このように、5Gの特徴を活かしてより便利で、新たな体験をユーザーに届けようとした場合に、他のウェアラブルデバイスやヒアラブルデバイスといった最新のデバイスが必要になる可能性もある。そこでドコモでは5Gスマートフォンをハブとして周辺デバイスを連携させることにより、5Gの新体感を提供できる「マイネットワーク構想」を推進している。こちらもパートナーとの協創による実現を目指し取り組みを進めている。

図3 マイネットワーク構想(※)

また、多数接続の特徴を活かせば、我々の身の回りにある様々な機器を5Gネットワークと接続することが可能となり、スマートホームといった一般の家庭での利用にとどまらず、工場の中の制御機器や、農業用のセンサ機器を5Gで接続することで、新たな産業の創出や、社会課題の解決といった形での適用が期待できると考えている。ドコモでは2016年よりドローンの実用化にも取り組んでおり、2019年3月より「ドローンプラットフォーム docomo dky」の提供も開始している。ドローンとセルラーネットワークとを常時接続することで太陽光パネル点検や無線基地局点検といった点検業務の効率化への活用が進められている。
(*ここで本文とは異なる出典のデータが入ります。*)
//! Versioned single-slot broadcast value.
//!
//! One writer publishes whole values with [`Observable::update`]; any number
//! of readers follow it through an [`Observer`]. Delivery is latest-value:
//! a reader never sees an older value after a newer one, but it may skip
//! values published between two of its wake-ups. This is not a queue.
//!
//! ```rust
//! use std::sync::Arc;
//! use registrar_core::Observable;
//!
//! let observable = Arc::new(Observable::new());
//! observable.update(1u32).unwrap();
//! assert_eq!(observable.current().as_deref(), Some(&1));
//! ```

use std::sync::{Arc, Mutex, MutexGuard};

use tokio::sync::Notify;

use crate::error::ObservableError;

struct Slot<T> {
    value: Option<Arc<T>>,
    version: u64,
    open: bool,
}

/// Shared value updated by one task and observed by many.
///
/// Construct once in the composition root and hand out `Arc` clones.
pub struct Observable<T> {
    slot: Mutex<Slot<T>>,
    notify: Notify,
}

impl<T> Default for Observable<T> {
    fn default() -> Self {
        Self::new()
    }
}

impl<T> std::fmt::Debug for Observable<T> {
    fn fmt(&self, f: &mut std::fmt::Formatter<'_>) -> std::fmt::Result {
        let slot = self.lock();
        f.debug_struct("Observable")
            .field("version", &slot.version)
            .field("open", &slot.open)
            .field("has_value", &slot.value.is_some())
            .finish()
    }
}

impl<T> Observable<T> {
    pub fn new() -> Self {
        Self {
            slot: Mutex::new(Slot {
                value: None,
                version: 0,
                open: true,
            }),
            notify: Notify::new(),
        }
    }

    fn lock(&self) -> MutexGuard<'_, Slot<T>> {
        // The slot holds no invariants a panicking holder could break.
        self.slot.lock().unwrap_or_else(|poisoned| poisoned.into_inner())
    }

    /// Publish a new value and wake every waiting reader.
    ///
    /// Returns the new version.
    pub fn update(&self, value: T) -> Result<u64, ObservableError> {
        let version = {
            let mut slot = self.lock();
            if !slot.open {
                return Err(ObservableError::Closed);
            }
            slot.value = Some(Arc::new(value));
            slot.version += 1;
            slot.version
        };
        tracing::trace!(version, "observable update");
        self.notify.notify_waiters();
        Ok(version)
    }

    /// Mark the observable complete. Readers drain the final value and
    /// return. Idempotent.
    pub fn close(&self) {
        {
            let mut slot = self.lock();
            if !slot.open {
                return;
            }
            slot.open = false;
        }
        tracing::trace!("observable closed");
        self.notify.notify_waiters();
    }

    pub fn is_open(&self) -> bool {
        self.lock().open
    }

    /// Number of updates published so far.
    pub fn version(&self) -> u64 {
        self.lock().version
    }

    /// The latest value, without waiting.
    pub fn current(&self) -> Option<Arc<T>> {
        self.lock().value.clone()
    }

    /// A reader positioned before the first value.
    pub fn observer(self: &Arc<Self>) -> Observer<T> {
        Observer {
            observable: Arc::clone(self),
            seen: 0,
        }
    }

    /// Invoke `callback` with the current value and after each update, until
    /// the observable is closed.
    pub async fn observe<F>(self: &Arc<Self>, mut callback: F)
    where
        F: FnMut(Arc<T>),
    {
        let mut observer = self.observer();
        while let Some(value) = observer.next().await {
            callback(value);
        }
    }

    /// The first value `observe` would yield: the current value if there is
    /// one, otherwise the next update.
    pub async fn get(self: &Arc<Self>) -> Result<Arc<T>, ObservableError> {
        self.observer().next().await.ok_or(ObservableError::Closed)
    }
}

/// One reader's cursor into an [`Observable`].
pub struct Observer<T> {
    observable: Arc<Observable<T>>,
    seen: u64,
}

impl<T> Observer<T> {
    /// Wait for a value newer than the last one returned.
    ///
    /// Returns `None` once the observable is closed and its final value has
    /// been delivered.
    pub async fn next(&mut self) -> Option<Arc<T>> {
        loop {
            // Register for wake-up before inspecting the slot so an update
            // between the check and the await is not lost.
            let notified = self.observable.notify.notified();
            tokio::pin!(notified);
            notified.as_mut().enable();

            {
                let slot = self.observable.lock();
                if slot.version > self.seen {
                    if let Some(value) = &slot.value {
                        self.seen = slot.version;
                        return Some(Arc::clone(value));
                    }
                }
                if !slot.open {
                    return None;
                }
            }

            notified.await;
        }
    }

    /// Version of the last value this reader returned.
    pub fn seen(&self) -> u64 {
        self.seen
    }
}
このようなケースにおいても、様々な機器がネットワークに接続されていることが前提となり、5Gの必要性が高まるものと推察している。

このようにNTTドコモでは、5G、AI、デバイス/IoTという3つのテーマがそれぞれ密接に連携しながら新たな価値を創造していくという考えの下、パートナーと共に5G時代を協創していくことにチャレンジしている。